M. de la Roche-Odon avait commencé par être ému des excuses de Bérengère, mais celles de miss Armagh le touchèrent beaucoup moins, et il avait même fini, bien qu'il fût l'homme le moins moqueur du monde, par être pris d'une irrésistible envie de rire, tant étaient drolatiques les mines que faisait cette pauvre miss Armagh.

Pour ne pas céder à ce rire, il s'adressa à Bérengère:

--Alors tu as été te promener dans la forêt? dit-il.

--Oui, grand-papa.

--Et où as-tu été?

--Aux ruines du temple.

--Idée bizarre.

Et longuement il la regarda.

Elle se sentit rougir, et pour cacher sa confusion elle détourna la tête.

--C'est auprès des ruines que Cornu t'a retrouvée?

--Non, j'ai entendu Cornu appeler; j'ai pensé qu'il me cherchait peut-être et je suis descendue.

--Alors tu l'as empêché de monter?

--Il n'avait pas besoin de monter, puisque je descendais.
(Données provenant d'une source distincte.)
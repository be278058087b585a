//! Tar payloads injected into containers before start.

use std::collections::BTreeMap;
use std::path::{Path, PathBuf};

use crate::bootstrap::{BOOTSTRAP_ARCHIVE_PATH, BOOTSTRAP_SCRIPT, SU_EXEC_ARCHIVE_PATH};
use crate::error::Result;

/// Content of one archive entry.
#[derive(Debug, Clone, PartialEq, Eq)]
pub enum PayloadSource {
    Bytes(Vec<u8>),
    File(PathBuf),
}

/// One file in a payload archive. Entries are always owned by root.
#[derive(Debug, Clone, PartialEq, Eq)]
pub struct PayloadEntry {
    pub source: PayloadSource,
    pub mode: u32,
}

impl PayloadEntry {
    pub fn bytes(payload: impl Into<Vec<u8>>, mode: u32) -> Self {
        Self {
            source: PayloadSource::Bytes(payload.into()),
            mode,
        }
    }

    pub fn file(path: impl Into<PathBuf>, mode: u32) -> Self {
        Self {
            source: PayloadSource::File(path.into()),
            mode,
        }
    }
}

/// Build a tar archive from `entries`, keyed by archive path.
///
/// Entries are written in path order with owner/group root (0/0), the given
/// mode and a zero mtime, so equal input always yields equal bytes.
pub fn pack_files(entries: &BTreeMap<String, PayloadEntry>) -> Result<Vec<u8>> {
    let mut builder = tar::Builder::new(Vec::new());
    for (path, entry) in entries {
        let data = match &entry.source {
            PayloadSource::Bytes(bytes) => bytes.clone(),
            PayloadSource::File(source) => std::fs::read(source)?,
        };

        let mut header = tar::Header::new_gnu();
        header.set_size(data.len() as u64);
        header.set_mode(entry.mode);
        header.set_uid(0);
        header.set_gid(0);
        header.set_username("root")?;
        header.set_groupname("root")?;
        header.set_mtime(0);
        header.set_entry_type(tar::EntryType::Regular);
        builder.append_data(&mut header, path, data.as_slice())?;
    }
    Ok(builder.into_inner()?)
}

/// Archive for a `din` run: the bootstrap script, plus `su-exec` when present.
pub fn run_payload(su_exec: Option<&Path>) -> Result<Vec<u8>> {
    let mut entries = BTreeMap::new();
    entries.insert(
        BOOTSTRAP_ARCHIVE_PATH.to_string(),
        PayloadEntry::bytes(BOOTSTRAP_SCRIPT, 0o755),
    );
    if let Some(path) = su_exec {
        tracing::debug!(path = %path.display(), "Packing su-exec");
        entries.insert(SU_EXEC_ARCHIVE_PATH.to_string(), PayloadEntry::file(path, 0o755));
    }
    pack_files(&entries)
}
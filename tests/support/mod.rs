//! Recording container backend for tests that must not touch a Docker daemon.

#![allow(dead_code)]

use std::collections::HashSet;
use std::pin::Pin;
use std::sync::atomic::{AtomicBool, Ordering};
use std::sync::{Arc, Mutex};
use std::task::{Context, Poll};

use async_trait::async_trait;
use bytes::Bytes;
use futures::StreamExt;
use tokio::io::AsyncWrite;

use docker_inside::Error;
use docker_inside::docker::{
    Attachment, ContainerBackend, CreateRequest, ImageMetadata, OutputChunk,
};
use docker_inside::error::Result;
use docker_inside::identity::{GroupMembership, HostIdentity};
use docker_inside::image::ImageRef;

pub const CONTAINER_ID: &str = "c0ffee";

/// Backend that records every call and answers from canned state.
#[derive(Default)]
pub struct MockBackend {
    /// Images present locally, as `name:tag`.
    pub images: Mutex<HashSet<String>>,
    /// Images a pull makes available.
    pub pullable: HashSet<String>,
    /// Operation name that fails with an I/O error.
    pub fail_on: Option<&'static str>,
    pub metadata: ImageMetadata,
    pub stdout: Vec<u8>,
    pub exit_code: i64,
    /// Never return from `wait_container`.
    pub hang_wait: bool,
    pub calls: Mutex<Vec<&'static str>>,
    pub created: Mutex<Vec<CreateRequest>>,
    pub archives: Mutex<Vec<(String, Vec<u8>)>>,
    /// Set once the attach input has been shut down.
    pub stdin_closed: Arc<AtomicBool>,
}

/// Attach input that discards data and records shutdown.
pub struct RecordingInput(Arc<AtomicBool>);

impl AsyncWrite for RecordingInput {
    fn poll_write(
        self: Pin<&mut Self>,
        _cx: &mut Context<'_>,
        buf: &[u8],
    ) -> Poll<std::io::Result<usize>> {
        Poll::Ready(Ok(buf.len()))
    }

    fn poll_flush(self: Pin<&mut Self>, _cx: &mut Context<'_>) -> Poll<std::io::Result<()>> {
        Poll::Ready(Ok(()))
    }

    fn poll_shutdown(self: Pin<&mut Self>, _cx: &mut Context<'_>) -> Poll<std::io::Result<()>> {
        self.0.store(true, Ordering::SeqCst);
        Poll::Ready(Ok(()))
    }
}

impl MockBackend {
    pub fn with_image(image: &str) -> Self {
        let backend = Self::default();
        backend.images.lock().unwrap().insert(image.to_string());
        backend
    }

    pub fn calls(&self) -> Vec<&'static str> {
        self.calls.lock().unwrap().clone()
    }

    pub fn stdin_closed(&self) -> bool {
        self.stdin_closed.load(Ordering::SeqCst)
    }

    pub fn count(&self, call: &str) -> usize {
        self.calls().iter().filter(|c| **c == call).count()
    }

    fn record(&self, call: &'static str) -> Result<()> {
        self.calls.lock().unwrap().push(call);
        if self.fail_on == Some(call) {
            return Err(Error::Io(std::io::Error::other(format!("{} failed", call))));
        }
        Ok(())
    }
}

#[async_trait]
impl ContainerBackend for MockBackend {
    async fn image_exists(&self, image: &ImageRef) -> Result<bool> {
        self.record("image_exists")?;
        Ok(self.images.lock().unwrap().contains(&image.full_name()))
    }

    async fn pull_image(&self, image: &ImageRef) -> Result<()> {
        self.record("pull")?;
        if self.pullable.contains(&image.full_name()) {
            self.images.lock().unwrap().insert(image.full_name());
        }
        Ok(())
    }

    async fn inspect_image(&self, _image: &ImageRef) -> Result<ImageMetadata> {
        self.record("inspect")?;
        Ok(self.metadata.clone())
    }

    async fn create_container(&self, request: &CreateRequest) -> Result<String> {
        self.record("create")?;
        self.created.lock().unwrap().push(request.clone());
        Ok(CONTAINER_ID.to_string())
    }

    async fn inject_archive(&self, _id: &str, path: &str, archive: Vec<u8>) -> Result<()> {
        self.record("inject")?;
        self.archives.lock().unwrap().push((path.to_string(), archive));
        Ok(())
    }

    async fn attach_container(&self, _id: &str) -> Result<Attachment> {
        self.record("attach")?;
        let chunks = if self.stdout.is_empty() {
            Vec::new()
        } else {
            vec![Ok(OutputChunk::Stdout(Bytes::from(self.stdout.clone())))]
        };
        Ok(Attachment {
            output: futures::stream::iter(chunks).boxed(),
            input: Box::pin(RecordingInput(self.stdin_closed.clone())),
        })
    }

    async fn start_container(&self, _id: &str) -> Result<()> {
        self.record("start")
    }

    async fn resize_tty(&self, _id: &str, _rows: u16, _cols: u16) -> Result<()> {
        self.record("resize")
    }

    async fn wait_container(&self, _id: &str) -> Result<i64> {
        self.record("wait")?;
        if self.hang_wait {
            std::future::pending::<()>().await;
        }
        Ok(self.exit_code)
    }

    async fn stop_container(&self, _id: &str) -> Result<()> {
        self.record("stop")
    }

    async fn remove_container(&self, _id: &str) -> Result<()> {
        self.record("remove")
    }
}

pub fn identity() -> HostIdentity {
    HostIdentity {
        uid: 1000,
        username: "alice".to_string(),
        gid: 1000,
        groupname: "alice".to_string(),
        supplementary_groups: vec![GroupMembership {
            name: "docker".to_string(),
            gid: 998,
        }],
    }
}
--C'est précisément ce que je dis, il n'a pas monté aux ruines.

Il se fit un silence.

Mais M. de la Roche-Odon ne cessa pas de tenir ses yeux attachés sur Bérengère, qui ne savait quelle contenance prendre.

Enfin il reprit:

--Et c'est pour cette promenade aux ruines du temple, que tu n'as pas voulu venir avec moi?

Elle ne répondit pas.

--Car enfin tu as refusé de m'accompagner, insista le comte.

Elle baissa la tête.

--Tu comprends donc que dans de pareilles circonstances, l'insistance de cette excellente miss Armagh et ses observations étaient parfaitement fondées.

--Je l'ai reconnu.

--C'est vrai, et comme miss Armagh je suis satisfait de voir que tu n'as pas persisté dans ta faute, mais, enfin, malgré tout, tu n'as pas répondu aux questions que miss Armagh, surprise par cette promenade, a dû te poser, et que je te pose maintenant à mon tour.

Après un moment d'hésitation, Bérengère fit un signe furtif à son grand-père, pour lui montrer l'institutrice.

Mais soit que le comte n'eût pas compris ce signe, soit qu'il n'eût pas voulu le comprendre, il insista:

--Et alors? demanda-t-il.

--Mais je suis prête à te répondre, dit-elle avec résolution, en soulignant le _te_.